I foresee the movement in the same areas and towards reduction of power consumption.  Also, the spinning of more and more recycled and environmentally fibres will be attempted considering the sustainability point of view.   

Sustainability is a burn word in the textile industry.  How is NITRA assisting the textile industry in its sustainability efforts?

We human being have understood that we are damaging the environment so fast that if we continue to do so, soon we will see bigger natural disaster and there will be non-availability of basic materials such as pure air, water, minerals etc.  Considering the same every industry has woken-up and started implementing corrective measures.  NITRA is helping the industry by process and product development in this direction.

Following are the some of the R&D projects recently completed by NITRA and some are in progress:

  • New approaches to reduce water consumption in textile wet processing;
  • Development of air cleaner home textiles to reduce indoor air pollution;
  • Development of value added products from different fibres produced in Himalayan region;
  • Designing a compressed air monitoring system to optimise energy consumption in a textile mill;
  • Development of jute composite for automotive acoustic insulation & other uses;
  • Development of molten metal splash resistant unique jute blended work wear for steel foundry workers.
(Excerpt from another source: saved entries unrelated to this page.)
use std::sync::Arc;
use tokio_cron_scheduler::{Job, JobScheduler};

use crate::wizard::service::WizardService;

/// Periodically reclaims wizard sessions nobody finished.
///
/// Expiry is also enforced lazily on every access; the sweep only frees
/// memory held by abandoned sessions and lets their users know.
pub struct SweepService {
    wizards: Arc<WizardService>,
    scheduler: JobScheduler,
    schedule: String,
}

impl SweepService {
    pub async fn new(
        wizards: Arc<WizardService>,
        schedule: &str,
    ) -> Result<Self, Box<dyn std::error::Error + Send + Sync>> {
        let scheduler = JobScheduler::new().await?;

        Ok(Self {
            wizards,
            scheduler,
            schedule: schedule.to_string(),
        })
    }

    pub async fn start(&mut self) -> Result<(), Box<dyn std::error::Error + Send + Sync>> {
        let wizards = self.wizards.clone();

        let sweep_job = Job::new_async(self.schedule.as_str(), move |_uuid, _l| {
            let wizards = wizards.clone();
            Box::pin(async move {
                let reclaimed = wizards.sweep().await;
                if reclaimed > 0 {
                    tracing::info!("Sweep reclaimed {} expired wizard sessions", reclaimed);
                }
            })
        })?;

        self.scheduler.add(sweep_job).await?;
        self.scheduler.start().await?;

        tracing::info!("Sweep service started with schedule '{}'", self.schedule);
        Ok(())
    }

    pub async fn stop(&mut self) -> Result<(), Box<dyn std::error::Error + Send + Sync>> {
        self.scheduler.shutdown().await?;
        Ok(())
    }

    /// Runs one sweep immediately.
    pub async fn sweep_now(&self) -> usize {
        self.wizards.sweep().await
    }
}

#[cfg(test)]
mod tests {
    use super::*;
    use crate::wizard::controller::{ManualClock, WizardController};
    use crate::wizard::error::{StorageError, ValidationError};
    use crate::wizard::gateway::{PersistenceGateway, PresentationGateway};
    use crate::wizard::session::SessionContext;
    use crate::wizard::step::{Answers, StepDefinition};
    use async_trait::async_trait;
    use chrono::{Duration, Utc};

    struct Silent;

    #[async_trait]
    impl PersistenceGateway for Silent {
        async fn save(&self, _scope_key: &str, _answers: &Answers, _saved_by: u64) -> Result<(), StorageError> {
            Ok(())
        }
    }

    #[async_trait]
    impl PresentationGateway for Silent {
        async fn render(&self, _ctx: &SessionContext, _step: &StepDefinition, _prior_error: Option<&ValidationError>) {}
        async fn notify_complete(&self, _ctx: &SessionContext, _answers: &Answers) {}
        async fn notify_cancelled(&self, _ctx: &SessionContext) {}
    }

    fn wizards(clock: Arc<ManualClock>) -> Arc<WizardService> {
        let controller = Arc::new(WizardController::with_clock(clock));
        Arc::new(WizardService::new(
            controller,
            Arc::new(Silent),
            Arc::new(Silent),
            Duration::minutes(15),
        ))
    }

    #[tokio::test]
    async fn test_sweep_now_reclaims_expired_sessions() {
        let clock = Arc::new(ManualClock::new(Utc::now()));
        let wizards = wizards(clock.clone());
        wizards
            .start(vec![StepDefinition::free_text("title", "Title?", 10)], 1, "suggestions:1")
            .await
            .expect("Failed to start wizard");

        let service = SweepService::new(wizards.clone(), "0 */5 * * * *")
            .await
            .expect("Failed to create sweep service");

        assert_eq!(service.sweep_now().await, 0);
        clock.advance(Duration::minutes(16));
        assert_eq!(service.sweep_now().await, 1);
        assert_eq!(wizards.controller().live_count(), 0);
    }

    #[tokio::test]
    async fn test_invalid_schedule_fails_to_start() {
        let clock = Arc::new(ManualClock::new(Utc::now()));
        let mut service = SweepService::new(wizards(clock), "every now and then")
            .await
            .expect("Failed to create sweep service");

        assert!(service.start().await.is_err());
    }
}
The above sponsored projects have been completed except last two and have been commercialised. Beside that we are engaged in a number of in house/ contract research projects involving unconventional natural fibres considering the sustainability. Some of the start-up companies are taking help of NITRA’s newly acquired machines and knowledge in this area.

As mentioned earlier our engineers/ scientists help the industry in reducing energy consumption, waste generation and effluent generation.
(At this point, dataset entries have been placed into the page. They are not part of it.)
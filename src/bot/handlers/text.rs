use teloxide::prelude::*;

use super::{describe_error, BotHandler, HandlerResult};
use crate::utils::feedback::CommandFeedback;
use crate::wizard::session::SessionState;
use crate::wizard::step::RawInput;

/// Plain messages answer the sender's running setup in this chat, if any.
pub async fn text_handler(bot: Bot, msg: Message, handler: BotHandler) -> HandlerResult {
    let (Some(text), Some(user)) = (msg.text(), msg.from()) else {
        return Ok(());
    };

    if text.starts_with('/') {
        let feedback = CommandFeedback::new(bot, msg.chat.id);
        let error_msg = format!("Unknown command: {}", text.split_whitespace().next().unwrap_or(text));
        feedback
            .validation_error(&error_msg, "Use /help to see all available commands.")
            .await?;
        return Ok(());
    }

    // Not answering a setup: stay quiet to avoid spam
    let Some(session) = handler.session_in_chat(user.id.0, msg.chat.id.0, &[SessionState::Active]) else {
        return Ok(());
    };

    let result = handler
        .wizards
        .submit(session.context.session_id, user.id.0, &RawInput::Text(text.to_string()))
        .await;

    if let Err(e) = result {
        tracing::warn!("Answer to session {} rejected: {}", session.context.session_id, e);
        CommandFeedback::new(bot, msg.chat.id).error(&describe_error(&e)).await?;
    }

    Ok(())
}
use async_trait::async_trait;

use crate::database::connection::DatabaseManager;
use crate::database::models::WizardConfig;
use crate::wizard::error::StorageError;
use crate::wizard::flows;
use crate::wizard::gateway::PersistenceGateway;
use crate::wizard::step::Answers;

/// Stores finished wizards in the `wizard_configs` table.
#[derive(Clone)]
pub struct SqlitePersistence {
    db: DatabaseManager,
}

impl SqlitePersistence {
    pub fn new(db: DatabaseManager) -> Self {
        Self { db }
    }

    /// Reads back the answers saved for `scope_key`.
    pub async fn load(&self, scope_key: &str) -> Result<Option<Answers>, StorageError> {
        match WizardConfig::find_by_scope(&self.db.pool, scope_key).await? {
            Some(config) => Ok(Some(config.decode_answers()?)),
            None => Ok(None),
        }
    }

    /// Flow names with a saved configuration for `target`.
    pub async fn saved_flows(&self, target: i64) -> Result<Vec<String>, StorageError> {
        let rows = WizardConfig::find_by_target(&self.db.pool, target).await?;
        Ok(rows
            .iter()
            .filter_map(|row| flows::parse_scope_key(&row.scope_key))
            .filter(|(_, row_target)| *row_target == target)
            .map(|(flow, _)| flow.to_string())
            .collect())
    }
}

#[async_trait]
impl PersistenceGateway for SqlitePersistence {
    async fn save(&self, scope_key: &str, answers: &Answers, saved_by: u64) -> Result<(), StorageError> {
        let json = serde_json::to_string(answers)?;
        let saved_by = i64::try_from(saved_by)
            .map_err(|_| StorageError::InvalidRecord(format!("user id {saved_by} does not fit the store")))?;
        WizardConfig::upsert(&self.db.pool, scope_key, &json, saved_by).await?;
        Ok(())
    }
}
Recently, NITRA set-up (On Turnkey Basis) a CETP is Bhuj, Gujarat, for local handicraft/fabric processors in which water has been recycled, reused and stopped discharging in water bodies.

What are the key challenges before textile companies today?  How is NITRA helping them to overcome some of these challenges?  

There are many challenges faced by textile industry but the challenge which affected the most was outbreak of Covid 19 pandemic. During this time, NITRA helped industry in diversifying into PPEs and masks by providing testing, training and consultancy services.  NITRA’s PPE/Mask testing facilities are accredited by NABL, approved by Ministry of Textiles and BIS.

One more challenge faced by the industry is competition from low-cost countries.  NITRA is helping industry in diversifying into value added technical textile products and taking the advantage of Government of India’s various policies such as dependence on indigenous items by army and paramilitary forces. NITRA coordinated with the Ministry to mandate the use of various technical textiles in India considering the safety and security of Indian citizen. Also, NITRA has developed standards and specifications for them to broadening the use of them.

It continues to help industry in solving their perpetual challenges such as energy saving, waste reduction, manpower rationalisation etc. The latest problem faced by the textile industry is unusual increase in raw material price, in which we could help them very limited way.

With market dynamics and demands changing rapidly, what role you foresee for institutes like NITRA in the coming years?

There is always change in market dynamics and demands in industry and NITRA had been changing its area of research, consultancy, updating its testing facilities and knowledge base of the scientists regularly for last 45 years. But the change has become much faster now-a-days and to cope with that we are continuously increasing interaction with the industry collaborating with various institutions and most importantly have emphasized on the lab to land stage. In last 5 years, NITRA has commercialised more than ten technologies, developed by NITRA, patented around 12 technologies. We intend to understand the need of the industry deeply and come out with solutions in faster duration.